L’elenco dei lavoratori qualificati che cercano di emigrare è lungo, comprese ostetriche, piloti, camionisti e operai edili.

Organizzazioni esterne hanno notato l’impatto, con l’Agenzia dell’Unione Europea per l’Asilo che ha riferito quest’anno che le domande di asilo iraniane all’UE sono “più o meno raddoppiate” quest’anno rispetto allo stesso periodo del 2022, con più di 13.000 domande.

Saeed Moaidfar, capo dell’Associazione sociologica iraniana, ha spiegato in una recente intervista al sito di notizie Jamaran le “ragioni dietro il desiderio” di emigrare che sono profondamente radicate.

“Un’ondata migratoria si verifica quando una profonda crisi economica nel campo della produzione, dell’occupazione, dell’inflazione e di altri problemi coincide con altre crisi”, ha affermato Moaidfar. “Significa, ad esempio, che questa persona o queste persone sono arrivate al punto in cui il loro sistema politico non è sufficiente per superare una crisi economica, o sentono che si usa il nepotismo invece della meritocrazia.”

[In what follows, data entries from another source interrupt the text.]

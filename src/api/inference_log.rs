//! Append-only inference log written by the prediction endpoint
//!
//! Each line is a structured-log envelope whose `record.message` holds the
//! prediction event as a serialized mapping, the format read back by
//! [`crate::monitoring::log_reader`].

use crate::error::Result;
use crate::monitoring::PREDICTION_EVENT;
use chrono::{DateTime, Utc};
use parking_lot::Mutex;
use serde::Serialize;
use serde_json::{json, Map, Value};
use std::fs::{self, File, OpenOptions};
use std::io::Write;
use std::path::{Path, PathBuf};

/// One served prediction
#[derive(Debug, Clone, Serialize)]
pub struct PredictionEvent {
    pub event: &'static str,
    pub features: Map<String, Value>,
    pub probability: f64,
    pub prediction: bool,
}

impl PredictionEvent {
    pub fn new(features: Map<String, Value>, probability: f64, prediction: bool) -> Self {
        Self {
            event: PREDICTION_EVENT,
            features,
            probability,
            prediction,
        }
    }
}

/// Serialises appends to the inference log file
#[derive(Debug)]
pub struct InferenceLogWriter {
    path: PathBuf,
    file: Mutex<File>,
}

impl InferenceLogWriter {
    /// Open `path` for appending, creating it and its parent directory
    pub fn open(path: impl Into<PathBuf>) -> Result<Self> {
        let path = path.into();
        if let Some(parent) = path.parent() {
            if !parent.as_os_str().is_empty() {
                fs::create_dir_all(parent)?;
            }
        }
        let file = OpenOptions::new().create(true).append(true).open(&path)?;
        Ok(Self {
            path,
            file: Mutex::new(file),
        })
    }

    pub fn path(&self) -> &Path {
        &self.path
    }

    pub fn append(&self, event: &PredictionEvent) -> Result<()> {
        self.append_at(event, Utc::now())
    }

    pub fn append_at(&self, event: &PredictionEvent, at: DateTime<Utc>) -> Result<()> {
        let mut line = serde_json::to_string(&envelope(event, at)?)?;
        line.push('\n');

        let mut file = self.file.lock();
        file.write_all(line.as_bytes())?;
        file.flush()?;
        Ok(())
    }
}

fn envelope(event: &PredictionEvent, at: DateTime<Utc>) -> Result<Value> {
    let message = serde_json::to_string(event)?;
    Ok(json!({
        "text": format!("{}\n", message),
        "record": {
            "message": message,
            "level": { "name": "INFO" },
            "time": {
                "repr": at.to_rfc3339(),
                "timestamp": at.timestamp_millis() as f64 / 1000.0,
            },
        },
    }))
}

Secondo l’Osservatorio iraniano sulle migrazioni, lo scorso anno circa 2,2 milioni di iraniani, pari a circa il 3,3% della popolazione, hanno lasciato il Paese per lavoro o per altri motivi. La stragrande maggioranza – il 62% – non vuole tornare dopo aver lasciato il paese, con oltre il 90% che afferma di non fidarsi delle promesse del governo di offrire opportunità in patria.

Con i paesi vicini in rapida crescita, i funzionari iraniani esprimono il timore che il paese possa diventare “un’isola priva di opportunità”.

Mehdi Ghazanfari, capo del Fondo nazionale per lo sviluppo, ha dichiarato in una recente intervista ad una pubblicazione economica che il richiamo della vita all’estero potrebbe lasciare l’Iran senza “manodopera e opportunità” e che “verrà il giorno” in cui il paese diventerà un centro di formazione. centro per i lavoratori di altri paesi.